──────── Exercise materials
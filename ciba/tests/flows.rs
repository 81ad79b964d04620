//! Tests for the demo verification flows against a mock gateway

use std::time::{Duration, Instant};

use credibil_ciba::flows::casino::{self, WithdrawRequest};
use credibil_ciba::flows::disco::{self, Guest, GuestStatus};
use credibil_ciba::flows::kyc;
use credibil_ciba::flows::location::{self, Area};
use credibil_ciba::flows::poker::{self, PokerRegistration};
use credibil_ciba::flows::sim_swap;
use credibil_ciba::{
    Capability, CredentialSet, Credentials, Error, KycField, KycMatchRequest, LocationResult,
    RetryPolicy,
};
use serde_json::json;
use test_utils::{BC_AUTHORIZE, MockGateway};
use wiremock::matchers::{body_string_contains, header, method, path};
use wiremock::{Mock, ResponseTemplate};

// ----------------------------------------------------------------------------
// Casino withdrawal
// ----------------------------------------------------------------------------

#[tokio::test]
async fn withdraw_allowed() {
    let gateway = MockGateway::start().await;
    gateway.sequence(Capability::AgeVerification, json!({"ageCheck": "true"})).await;

    let request = WithdrawRequest {
        phone_number: "+34123456789".to_string(),
        amount: 250.0,
    };
    let result = casino::withdraw(&gateway.client(), &request).await.expect("should withdraw");

    assert!(result.can_withdraw);
    assert!(result.age.age_check.is_match());
    assert!((result.withdraw_amount - 250.0).abs() < f64::EPSILON);

    let ser = serde_json::to_value(&result).expect("should serialize");
    assert_eq!(ser["ageCheck"], "true");
    assert_eq!(ser["canWithdraw"], true);
}

// An age check that cannot be determined refuses the withdrawal.
#[tokio::test]
async fn withdraw_refused() {
    let gateway = MockGateway::start().await;
    gateway.sequence(Capability::AgeVerification, json!({"ageCheck": "not_available"})).await;

    let request = WithdrawRequest {
        phone_number: "+34123456789".to_string(),
        amount: 100.0,
    };
    let result = casino::withdraw(&gateway.client(), &request).await.expect("should complete");

    assert!(!result.can_withdraw);
    assert!(result.age.age_check.is_unavailable());
    assert!(result.withdraw_amount.abs() < f64::EPSILON);
}

#[tokio::test]
async fn withdraw_invalid() {
    let gateway = MockGateway::start().await;
    let client = gateway.client();

    for (phone, amount) in [("+340000000", 100.0), ("+34123456789", 0.0), ("+34123456789", -5.0)] {
        let request = WithdrawRequest {
            phone_number: phone.to_string(),
            amount,
        };
        let err = casino::withdraw(&client, &request).await.expect_err("should fail");
        assert!(matches!(err, Error::Validation(_)));
    }
    assert_eq!(gateway.total_calls().await, 0);
}

// ----------------------------------------------------------------------------
// Club admission
// ----------------------------------------------------------------------------

fn guest(name: &str, phone: &str) -> Guest {
    Guest {
        name: name.to_string(),
        phone_number: phone.to_string(),
    }
}

// Failures are recorded per guest and do not stop the list. Incomplete
// guests and malformed phone numbers never reach the gateway.
#[tokio::test]
async fn admit_guests() {
    let gateway = MockGateway::start().await;
    gateway.sequence(Capability::AgeVerification, json!({"ageCheck": "true"})).await;

    let guests = [
        guest("Ana", "+34629255833"),
        guest("", "+34629255834"),
        guest("Luis", "+340000000"),
        guest("Marta", "+34629255835"),
    ];
    let pacing = Duration::from_millis(50);

    let started = Instant::now();
    let bulk = disco::admit_guests(&gateway.client(), &guests, pacing)
        .await
        .expect("should verify guests");

    // pauses after Ana only
    assert!(started.elapsed() >= pacing);

    assert_eq!(bulk.summary.total, 4);
    assert_eq!(bulk.summary.can_enter, 2);
    assert_eq!(bulk.summary.cannot_enter, 2);
    assert_eq!(bulk.summary.errors, 2);

    let statuses: Vec<GuestStatus> = bulk.results.iter().map(|r| r.status).collect();
    assert_eq!(statuses, vec![
        GuestStatus::Verified,
        GuestStatus::Error,
        GuestStatus::Error,
        GuestStatus::Verified
    ]);
    assert!(bulk.results[2].error.as_deref().is_some_and(|e| e.contains("+340000000")));

    assert_eq!(gateway.authorize_calls().await, 2);
}

// Guests rejected before any gateway call do not wait out the pacing.
#[tokio::test(start_paused = true)]
async fn admit_guests_no_pause_without_call() {
    // any request would fail and back off
    let client = credibil_ciba::CibaClient::builder()
        .base_url("http://127.0.0.1:1")
        .credentials(CredentialSet::new(Credentials::new(
            test_utils::CLIENT_ID,
            test_utils::CLIENT_SECRET,
        )))
        .build()
        .expect("should build");

    let guests = [
        guest("Luis", "+340000000"),
        guest("Marta", " +34629255835"),
        guest("", "+34629255836"),
        guest("Pablo", "34629255837"),
    ];

    let started = tokio::time::Instant::now();
    let bulk = disco::admit_guests(&client, &guests, Duration::from_secs(60))
        .await
        .expect("should complete");

    assert_eq!(started.elapsed(), Duration::ZERO);
    assert_eq!(bulk.summary.errors, 4);
    assert!(bulk.results.iter().all(|r| r.status == GuestStatus::Error));
    assert!(bulk.results[1].error.as_deref().is_some_and(|e| e.contains("must start with '+'")));
}

#[tokio::test]
async fn admit_guests_gateway_error() {
    let gateway = MockGateway::start().await;
    gateway.authorize_ok().await;
    gateway.token(ResponseTemplate::new(403)).await;

    let bulk = disco::admit_guests(
        &gateway.client_with(RetryPolicy::none()),
        &[guest("Ana", "+34629255833")],
        Duration::ZERO,
    )
    .await
    .expect("should complete");

    assert_eq!(bulk.summary.errors, 1);
    assert_eq!(bulk.results[0].error.as_deref(), Some("not authorized for this phone/scope"));
    assert!(!bulk.results[0].can_enter);
}

#[tokio::test]
async fn admit_no_guests() {
    let gateway = MockGateway::start().await;
    let err = disco::admit_guests(&gateway.client(), &[], Duration::ZERO)
        .await
        .expect_err("should fail");
    assert!(matches!(err, Error::Validation(_)));
}

// ----------------------------------------------------------------------------
// Customer onboarding
// ----------------------------------------------------------------------------

#[tokio::test]
async fn verify_customer() {
    let gateway = MockGateway::start().await;
    gateway
        .sequence(
            Capability::KycMatch,
            json!({
                "idDocumentMatch": "true",
                "givenNameMatch": "false",
                "givenNameMatchScore": 85,
                "emailMatch": "not_available"
            }),
        )
        .await;

    let request = KycMatchRequest {
        id_document: Some("66666666q".to_string()),
        given_name: Some("Federica".to_string()),
        email: Some("federica@example.com".to_string()),
        ..KycMatchRequest::default()
    };
    let verification = kyc::verify_customer(&gateway.client(), "+34629255833", &request)
        .await
        .expect("should verify");

    assert!(!verification.is_verified);
    assert_eq!(verification.overall_score, 93);
    assert_eq!(verification.verified_fields, vec![KycField::IdDocument]);
    assert_eq!(verification.failed_fields, vec![KycField::GivenName]);
    assert_eq!(verification.unavailable_fields, vec![KycField::Email]);

    // only the provided fields are sent
    let sent = &gateway.bodies(Capability::KycMatch.path()).await[0];
    let body: serde_json::Value = serde_json::from_str(sent).expect("should be json");
    assert_eq!(body, json!({
        "idDocument": "66666666q",
        "givenName": "Federica",
        "email": "federica@example.com"
    }));
}

#[tokio::test]
async fn verify_customer_no_fields() {
    let gateway = MockGateway::start().await;
    let request = KycMatchRequest {
        given_name: Some("  ".to_string()),
        ..KycMatchRequest::default()
    };

    let err = kyc::verify_customer(&gateway.client(), "+34629255833", &request)
        .await
        .expect_err("should fail");
    assert!(matches!(err, Error::Validation(_)));
    assert_eq!(gateway.total_calls().await, 0);
}

// ----------------------------------------------------------------------------
// Player registration
// ----------------------------------------------------------------------------

// Identity and age are each authorized with the credentials provisioned for
// that capability.
#[tokio::test]
async fn register_player() {
    let kyc_creds = Credentials::new(
        "0b8e2f4a-6c1d-4e3f-9a5b-7d2c8e1f0a3b",
        "4f6a8c0e-2b4d-4f6a-8c0e-2b4d6f8a0c1e",
    );
    let age_creds = Credentials::new(
        "7c9e1a3b-5d7f-4b9d-8e0a-3c5e7a9b1d2f",
        "1a3c5e7b-9d1f-4a3c-b5e7-9d1f3a5c7e9b",
    );

    let gateway = MockGateway::start().await;
    for (creds, scope, auth_req_id) in [
        (&kyc_creds, "kyc-match", "kyc-request"),
        (&age_creds, "kyc-age-verification", "age-request"),
    ] {
        gateway
            .mount(
                Mock::given(method("POST"))
                    .and(path(BC_AUTHORIZE))
                    .and(header("authorization", creds.basic_auth()))
                    .and(body_string_contains(scope))
                    .respond_with(
                        ResponseTemplate::new(200)
                            .set_body_json(json!({"auth_req_id": auth_req_id})),
                    ),
            )
            .await;
    }
    gateway.token_ok("token").await;
    gateway
        .verify_ok(
            Capability::KycMatch,
            "token",
            json!({
                "givenNameMatch": "true",
                "familyNameMatch": "true",
                "birthdateMatch": "true"
            }),
        )
        .await;
    gateway.verify_ok(Capability::AgeVerification, "token", json!({"ageCheck": "true"})).await;

    let credentials = CredentialSet::new(Credentials::new("unused", "unused"))
        .with_capability(Capability::KycMatch, kyc_creds)
        .with_capability(Capability::AgeVerification, age_creds);
    let client = gateway.client_for(credentials, RetryPolicy::none());

    let registration: PokerRegistration = serde_json::from_value(json!({
        "phoneNumber": "+34629255833",
        "givenName": "Federica",
        "familyName": "Sanchez Arjona",
        "birthdate": "1978-08-22"
    }))
    .expect("should deserialize");

    let verification =
        poker::register_player(&client, &registration).await.expect("should register");

    assert!(verification.kyc_verified);
    assert!(verification.age_verified);
    assert!(verification.can_play);
    assert_eq!(verification.verified_fields, vec!["First Name", "Last Name", "Birth Date"]);
    assert_eq!(gateway.authorize_calls().await, 2);
}

// A failed identity match ends registration before the age check.
#[tokio::test]
async fn register_player_kyc_failure() {
    let gateway = MockGateway::start().await;
    gateway.authorize_ok().await;
    gateway.token_ok("token").await;
    gateway
        .verify(
            Capability::KycMatch,
            ResponseTemplate::new(400).set_body_json(json!({
                "status": 400,
                "code": "INVALID_PARAM_COMBINATION",
                "message": "idDocument and name cannot both be empty"
            })),
        )
        .await;

    let registration = PokerRegistration {
        phone_number: "+34629255833".to_string(),
        details: KycMatchRequest {
            given_name: Some("Federica".to_string()),
            family_name: Some("Sanchez".to_string()),
            birthdate: Some("1978-08-22".to_string()),
            ..KycMatchRequest::default()
        },
        age_threshold: Some(21),
    };

    let err = poker::register_player(&gateway.client(), &registration)
        .await
        .expect_err("should fail");

    assert_eq!(err.classify(), credibil_ciba::Classification::InvalidParamCombination);
    assert_eq!(gateway.verify_calls(Capability::AgeVerification).await, 0);
}

// ----------------------------------------------------------------------------
// Device location
// ----------------------------------------------------------------------------

#[tokio::test]
async fn verify_location() {
    let gateway = MockGateway::start().await;
    gateway
        .sequence(
            Capability::DeviceLocation,
            json!({"verificationResult": "PARTIAL", "matchRate": 74}),
        )
        .await;

    let result = location::verify_location(&gateway.client(), "+34629255833", &Area::BARCELONA)
        .await
        .expect("should verify");

    assert_eq!(result.verification_result, LocationResult::Partial);
    assert_eq!(result.match_rate, Some(74));

    let sent = &gateway.bodies(Capability::DeviceLocation.path()).await[0];
    let body: serde_json::Value = serde_json::from_str(sent).expect("should be json");
    assert_eq!(body, json!({
        "ueId": {"msisdn": "+34629255833"},
        "latitude": 41.3851,
        "longitude": 2.1734,
        "accuracy": 8
    }));
}

#[tokio::test]
async fn verify_location_invalid_area() {
    let gateway = MockGateway::start().await;
    let err = location::verify_location(
        &gateway.client(),
        "+34629255833",
        &Area::new(40.0, -3.0, 500),
    )
    .await
    .expect_err("should fail");

    assert!(matches!(err, Error::Validation(_)));
    assert_eq!(gateway.total_calls().await, 0);
}

// ----------------------------------------------------------------------------
// SIM swap
// ----------------------------------------------------------------------------

#[tokio::test]
async fn sim_swap_check() {
    let gateway = MockGateway::start().await;
    gateway
        .sequence(
            Capability::SimSwap,
            json!({"swapped": true, "latestSimChange": "2026-10-01T08:30:00Z"}),
        )
        .await;

    let result = sim_swap::check(&gateway.client(), "+34629255833", 240)
        .await
        .expect("should check");

    assert!(result.swapped);
    assert!(result.latest_sim_change.is_some());

    let sent = &gateway.bodies(Capability::SimSwap.path()).await[0];
    let body: serde_json::Value = serde_json::from_str(sent).expect("should be json");
    assert_eq!(body, json!({"phoneNumber": "+34629255833", "maxAge": 240}));
}

#[tokio::test]
async fn sim_swap_window() {
    let gateway = MockGateway::start().await;
    let client = gateway.client();

    for max_age in [0, 2401] {
        let err = sim_swap::check(&client, "+34629255833", max_age)
            .await
            .expect_err("should fail");
        assert!(matches!(err, Error::Validation(_)));
    }
    assert_eq!(gateway.total_calls().await, 0);
}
────────────────
Your assignment. An answer is complete only when it holds every line above containing the string "header".

Output of the exercise.
use wiremock::matchers::{body_string_contains, header, method, path};
                    .and(header("authorization", creds.basic_auth()))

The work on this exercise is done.